Rail: Can you talk about the figure covered in band-aids?
Osorio: The story is about the band aids I used when I was a little kid, that stood out more on me than they would on a light-skinned person. Stories like that become signals about how the medical field considers people of color.
Rail: I suspect you must have provoked some interesting internal discussions on the part of hospital staff.
Osorio: It’s too early to tell. I haven’t had an opportunity yet to sit there and watch and have conversations. It goes from weird at one end, to all the people who look at it and immediately connect and understand what I’m talking about, because they’ve also gone through that experience.
The figure that represents me is pierced with many needles. That’s because I decided to do acupuncture, and still go to the acupuncturist weekly, as a way of balancing the Western medical treatments. I combined the medical intervention that I was getting at the hospital with something that I felt was important and that I trusted. I’m fortunate to have medical coverage, but the people that don’t have medical coverage self-prescribe, and it turns into a completely different situation. That’s why pills are all over the place—
Rail: Pepón, I’m really moved by how you articulate your politics, and I know those politics come out of your being an empath, in the sense that you embody others’ feelings and what comes out has so many different levels of meaning. There’s the esthetics, the personal, and the emotional, and somehow your underlying desire to articulate a need for justice always comes through. I know it’s about your worldview, and the holistic way that you approach your work, but it’s still amazing to me how there’s no preaching going on in your work, no finger pointing. There is no political discourse, and yet, the political reality is ever present. Your ability to balance that amazes me.

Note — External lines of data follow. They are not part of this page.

//! HTTP transport used by the session: one blocking POST per protocol step.

use std::time::Duration;

use reqwest::header::{ACCEPT, CONTENT_TYPE};

/// Error type surfaced by transports, passed through the session untouched.
pub type BoxError = Box<dyn std::error::Error + Send + Sync + 'static>;

/// Request timeout for [`ReqwestTransport::new`].
///
/// Must outlast the default BOSH `wait` of 60 seconds, otherwise a connection
/// manager legitimately holding the request open would look like a failure.
pub const DEFAULT_TIMEOUT: Duration = Duration::from_secs(75);

/// A minimal HTTP response.
#[derive(Debug, Clone, PartialEq, Eq)]
pub struct HttpResponse {
    /// The HTTP status code.
    pub status: u16,
    /// The response body, expected to be a UTF-8 XML document.
    pub body: String,
}

impl HttpResponse {
    pub fn new(status: u16, body: impl Into<String>) -> Self {
        Self {
            status,
            body: body.into(),
        }
    }

    pub fn is_success(&self) -> bool {
        (200..300).contains(&self.status)
    }
}

/// Issues a POST and returns the response.
///
/// Implementations own the mechanics (TLS, pooling, timeouts, headers); the
/// session only ever hands over a serialized document.
pub trait HttpTransport {
    fn post(&self, endpoint: &str, body: &str) -> Result<HttpResponse, BoxError>;
}

impl<T: HttpTransport + ?Sized> HttpTransport for &T {
    fn post(&self, endpoint: &str, body: &str) -> Result<HttpResponse, BoxError> {
        (**self).post(endpoint, body)
    }
}

impl<T: HttpTransport + ?Sized> HttpTransport for Box<T> {
    fn post(&self, endpoint: &str, body: &str) -> Result<HttpResponse, BoxError> {
        (**self).post(endpoint, body)
    }
}

/// A blocking [`reqwest`]-backed [`HttpTransport`].
#[derive(Debug, Clone)]
pub struct ReqwestTransport {
    client: reqwest::blocking::Client,
}

impl ReqwestTransport {
    pub fn new() -> Result<Self, reqwest::Error> {
        Self::with_timeout(DEFAULT_TIMEOUT)
    }

    pub fn with_timeout(timeout: Duration) -> Result<Self, reqwest::Error> {
        let client = reqwest::blocking::Client::builder()
            .timeout(timeout)
            .user_agent(concat!("bosh-client/", env!("CARGO_PKG_VERSION")))
            .build()?;
        Ok(Self { client })
    }

    /// Wrap a preconfigured client (proxies, custom roots, ...).
    pub fn from_client(client: reqwest::blocking::Client) -> Self {
        Self { client }
    }
}

impl HttpTransport for ReqwestTransport {
    fn post(&self, endpoint: &str, body: &str) -> Result<HttpResponse, BoxError> {
        let response = self
            .client
            .post(endpoint)
            .header(CONTENT_TYPE, "text/xml; charset=utf-8")
            .header(ACCEPT, "text/xml")
            .body(body.to_owned())
            .send()?;
        let status = response.status().as_u16();
        let body = response.text()?;
        Ok(HttpResponse { status, body })
    }
}

#[cfg(test)]
mod tests {
    use super::*;

    #[test]
    fn test_is_success_range() {
        assert!(HttpResponse::new(200, "").is_success());
        assert!(HttpResponse::new(204, "").is_success());
        assert!(!HttpResponse::new(404, "").is_success());
        assert!(!HttpResponse::new(500, "").is_success());
    }

    #[test]
    fn test_reqwest_transport_builds() {
        assert!(ReqwestTransport::with_timeout(Duration::from_secs(1)).is_ok());
    }

    #[test]
    fn test_unreachable_endpoint_is_error() {
        let transport = ReqwestTransport::with_timeout(Duration::from_secs(2)).unwrap();
        // Port 9 on loopback (discard) is closed on any sane test machine
        assert!(transport.post("http://127.0.0.1:9/http-bind", "<body/>").is_err());
    }
}
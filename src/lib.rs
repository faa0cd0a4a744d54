//! Blocking client for BOSH (XEP-0124 / XEP-0206): tunnels an XMPP stream
//! over successive HTTP request/response pairs, and performs the inline
//! SASL PLAIN login and resource binding on top of it.
//!
//! ```no_run
//! use bosh_client::{ReqwestTransport, Session, SessionConfig};
//!
//! # fn main() -> Result<(), Box<dyn std::error::Error + Send + Sync>> {
//! let config = SessionConfig::new("me@server.tld", "secret", "http://localhost:5280/http-bind");
//! let session = Session::establish(config, ReqwestTransport::new()?)?;
//! println!("bound as {} (sid {:?}, next rid {})", session.jid(), session.sid(), session.rid());
//! # Ok(())
//! # }
//! ```

pub mod config;
pub mod diagnostics;
pub mod error;
pub mod session;
pub mod stanza;
pub mod transport;
pub mod xml;

pub use config::{Options, SessionConfig};
pub use diagnostics::{Diagnostics, TracingDiagnostics};
pub use error::Error;
pub use session::Session;
pub use transport::{BoxError, HttpResponse, HttpTransport, ReqwestTransport};
pub use xml::Element;
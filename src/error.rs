//! Error types for the BOSH session client.

use thiserror::Error;

use crate::transport::BoxError;
use crate::xml::XmlError;

/// Everything that can abort a protocol step.
///
/// Transport and XML failures are carried untranslated; the remaining
/// variants describe responses the handshake cannot continue from.
#[derive(Debug, Error)]
pub enum Error {
    /// The server offered no SASL mechanism this client implements.
    #[error("{}", describe_unsupported(.advertised))]
    AuthenticationNotSupported { advertised: Vec<String> },

    /// Credentials were rejected. `condition` is the server's reason element
    /// (`not-authorized`, `account-disabled`, ...).
    #[error("authentication failed: {condition}")]
    Authentication { condition: String },

    /// The response did not have any expected shape.
    #[error("unexpected response: {response}")]
    Protocol { response: String },

    /// An envelope came back without the stanza it should enclose.
    #[error("response envelope carries no stanza")]
    EmptyEnvelope,

    #[error("response lacks {path}")]
    MissingElement { path: &'static str },

    /// The request id cannot advance any further.
    #[error("request id {rid} cannot be incremented")]
    RidExhausted { rid: u64 },

    #[error("transport failure: {0}")]
    Transport(#[source] BoxError),

    #[error("invalid response document: {0}")]
    Xml(#[from] XmlError),

    #[error("invalid configuration: {0}")]
    Config(String),
}

fn describe_unsupported(advertised: &[String]) -> String {
    if advertised.is_empty() {
        "no authentication mechanism advertised".to_string()
    } else {
        format!("advertised mechanisms not supported: {}", advertised.join(", "))
    }
}

impl Error {
    /// True for errors caused by the server's protocol-level answers, as
    /// opposed to I/O, parsing or local configuration.
    pub fn is_protocol_error(&self) -> bool {
        matches!(
            self,
            Error::AuthenticationNotSupported { .. }
                | Error::Authentication { .. }
                | Error::Protocol { .. }
                | Error::EmptyEnvelope
                | Error::MissingElement { .. }
        )
    }
}

#[cfg(test)]
mod tests {
    use super::*;

    #[test]
    fn test_not_supported_messages_distinguish_empty() {
        let empty = Error::AuthenticationNotSupported { advertised: vec![] };
        assert_eq!(empty.to_string(), "no authentication mechanism advertised");

        let some = Error::AuthenticationNotSupported {
            advertised: vec!["SCRAM-SHA-1".into(), "X-OAUTH2".into()],
        };
        assert_eq!(
            some.to_string(),
            "advertised mechanisms not supported: SCRAM-SHA-1, X-OAUTH2"
        );
    }

    #[test]
    fn test_authentication_message_carries_condition() {
        let err = Error::Authentication {
            condition: "not-authorized".into(),
        };
        assert!(err.to_string().contains("not-authorized"));
        assert!(err.is_protocol_error());
    }

    #[test]
    fn test_transport_is_not_protocol_error() {
        let err = Error::Transport("connection refused".into());
        assert!(!err.is_protocol_error());
        assert!(std::error::Error::source(&err).is_some());
    }
}
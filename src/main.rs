mod logging;

use std::path::PathBuf;
use std::process::ExitCode;
use std::time::Duration;

use bosh_client::{Error, Options, ReqwestTransport, Session, SessionConfig, TracingDiagnostics};
use serde::Serialize;

use logging::Verbosity;

/// What a successful run prints on stdout, as JSON.
#[derive(Serialize)]
struct ConnectSummary<'a> {
    jid: &'a str,
    sid: Option<&'a str>,
    rid: u64,
    wait: Option<&'a str>,
    hold: Option<&'a str>,
    polling: Option<&'a str>,
    inactivity: Option<&'a str>,
    requests: Option<&'a str>,
}

fn print_help() {
    eprintln!("bosh-connect v{} (build {})", env!("CARGO_PKG_VERSION"), env!("GIT_HASH"));
    eprintln!();
    eprintln!("Open a BOSH session, authenticate with SASL PLAIN and bind a resource.");
    eprintln!();
    eprintln!("Usage: bosh-connect [OPTIONS]");
    eprintln!();
    eprintln!("Options:");
    eprintln!("      --config=FILE     JSON file with jid, password, endpoint and options");
    eprintln!("      --jid=JID         Bare identity (user@host)");
    eprintln!("      --password=PASS   Password (prefer BOSH_PASSWORD)");
    eprintln!("      --endpoint=URL    Connection manager URL (e.g. http://localhost:5280/http-bind)");
    eprintln!("      --wait=SECS       Proposed wait (default 60)");
    eprintln!("      --hold=N          Proposed hold (default 1)");
    eprintln!("      --rid=N           Initial request id (default random)");
    eprintln!("      --timeout=SECS    HTTP request timeout (default 75)");
    eprintln!("  -v, --verbose         Log handshake progress to stderr");
    eprintln!("      --verbose=wire    Also log raw request and response bodies");
    eprintln!("      --log-file=PATH   Also write logs to a daily-rotating file");
    eprintln!("  -h, --help            Show this help message");
    eprintln!();
    eprintln!("Environment variables:");
    eprintln!("  BOSH_PASSWORD         Password when --password is not given");
    eprintln!("  RUST_LOG              Override log filter (e.g. RUST_LOG=debug)");
}

/// Flags that take a value, always written `--name=value`.
const VALUE_FLAGS: &[&str] = &[
    "config", "jid", "password", "endpoint", "wait", "hold", "rid", "timeout", "log-file", "verbose",
];

/// Flags that stand alone.
const SWITCHES: &[&str] = &["-v", "--verbose", "-h", "--help"];

/// Reject anything not listed in `--help`, naming the offending argument.
fn check_args(args: &[String]) -> Result<(), Error> {
    for arg in args {
        if SWITCHES.contains(&arg.as_str()) {
            continue;
        }
        let Some(flag) = arg.strip_prefix("--") else {
            return Err(Error::Config(format!("unexpected argument '{}'", arg)));
        };
        match flag.split_once('=') {
            Some((name, _)) if VALUE_FLAGS.contains(&name) => {}
            None if VALUE_FLAGS.contains(&flag) => {
                return Err(Error::Config(format!("--{0} expects a value (--{0}=VALUE)", flag)));
            }
            _ => return Err(Error::Config(format!("unknown option '{}'", arg))),
        }
    }
    Ok(())
}

/// Value of `--name=value`, if present.
fn flag<'a>(args: &'a [String], name: &str) -> Option<&'a str> {
    let prefix = format!("--{}=", name);
    args.iter().find_map(|arg| arg.strip_prefix(prefix.as_str()))
}

fn parse_number<N: std::str::FromStr>(args: &[String], name: &str) -> Result<Option<N>, Error> {
    flag(args, name)
        .map(|v| {
            v.parse()
                .map_err(|_| Error::Config(format!("--{} expects a number, got '{}'", name, v)))
        })
        .transpose()
}

/// Build the session configuration from `--config` and individual flags;
/// flags override the file.
fn load_config(args: &[String]) -> Result<SessionConfig, Error> {
    let mut config = match flag(args, "config") {
        Some(path) => SessionConfig::from_file(&PathBuf::from(path))?,
        None => SessionConfig::new(String::new(), String::new(), String::new()),
    };

    if let Some(jid) = flag(args, "jid") {
        config.jid = jid.to_string();
    }
    if let Some(endpoint) = flag(args, "endpoint") {
        config.endpoint = endpoint.to_string();
    }
    if let Some(password) = flag(args, "password") {
        config.password = password.to_string();
    } else if let Ok(password) = std::env::var("BOSH_PASSWORD") {
        config.password = password;
    }

    let defaults = config.options.clone();
    config.options = Options {
        wait: parse_number(args, "wait")?.unwrap_or(defaults.wait),
        hold: parse_number(args, "hold")?.unwrap_or(defaults.hold),
        window: defaults.window,
        rid: parse_number(args, "rid")?.or(defaults.rid),
    };
    config.options.validate()?;

    if config.jid.is_empty() || config.endpoint.is_empty() {
        return Err(Error::Config("a jid and an endpoint are required".to_string()));
    }
    if !config.jid.contains('@') {
        return Err(Error::Config(format!("'{}' is not a bare JID (user@host)", config.jid)));
    }
    Ok(config)
}

fn run(args: &[String]) -> Result<(), Error> {
    check_args(args)?;
    let config = load_config(args)?;
    let timeout = parse_number::<u64>(args, "timeout")?
        .map(Duration::from_secs)
        .unwrap_or(bosh_client::transport::DEFAULT_TIMEOUT);

    tracing::info!(jid = %config.jid, endpoint = %config.endpoint, "Connecting");

    let transport = ReqwestTransport::with_timeout(timeout).map_err(|e| Error::Transport(Box::new(e)))?;
    let mut session = Session::new(config, transport).with_diagnostics(TracingDiagnostics);
    session.connect()?;

    let summary = ConnectSummary {
        jid: session.jid(),
        sid: session.sid(),
        rid: session.rid(),
        wait: session.wait(),
        hold: session.hold(),
        polling: session.polling(),
        inactivity: session.inactivity(),
        requests: session.requests(),
    };
    let json = serde_json::to_string_pretty(&summary).map_err(|e| Error::Config(e.to_string()))?;
    println!("{}", json);
    Ok(())
}

fn main() -> ExitCode {
    let args: Vec<String> = std::env::args().skip(1).collect();

    if args.iter().any(|arg| arg == "--help" || arg == "-h") {
        print_help();
        return ExitCode::SUCCESS;
    }

    let verbose_level = args.iter().find_map(|arg| {
        if arg == "--verbose" || arg == "-v" {
            Some("default")
        } else {
            arg.strip_prefix("--verbose=")
        }
    });
    let log_file = flag(&args, "log-file").map(PathBuf::from);

    let _guard = logging::init(Verbosity::from_flag(verbose_level), log_file.as_deref());

    match run(&args) {
        Ok(()) => ExitCode::SUCCESS,
        Err(e @ Error::Config(_)) => {
            eprintln!("Error: {}", e);
            eprintln!("Try 'bosh-connect --help'.");
            ExitCode::from(2)
        }
        Err(e) => {
            tracing::error!(error = %e, "Handshake failed");
            eprintln!("Error: {}", e);
            ExitCode::FAILURE
        }
    }
}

Osorio: Thank you, Dan. I don’t shy away from taking a stand. I think that the more that I don’t wish to take a stand, the bigger the stand I will end up taking in the work. So it just allows the work to be what it is. I don’t like to tell people what they need to see. I believe in metaphor. I believe in the possibility of giving you the freedom to see as much as you want to see or as much as you’re willing to take.
Rail: I would also maintain that that degree of empathy is, by itself, a political statement. Many people share others' pain in deep and meaningful ways. But that’s your springboard.
Osorio: I also think of the installation as the debris of the process. When people stand in front of it, they’re looking at the installation in the present. But the process that allowed me to get to that place came from asking questions. I ask: Where are these people coming from? Who are they? What are their circumstances?
Unfortunately, we live in a time where production and process are not as important as the final product, and we rely on the final product—the artwork—as evidence. But I think that for me, it’s the other way around. I involve so many people in the process. I would say about one-hundred people were engaged in Convalescence. And then when the work comes up, and everyone sees it and they understand the process, which speaks to what I think is the most important thing to see: the after-effect, after the work is done and the complications that come along with it have been settled. That’s why I call it a debris. It’s the end of a process. So you’re standing in front of something that is very complicated, but that’s what politics for me are all about. It’s really, really complicated. It’s not as easy as taking a stand. It is listening. I demand a lot of compassion and empathy from myself as I demand of the viewer. There is this space that opens a conversation that feels circular to me, as opposed to unilateral.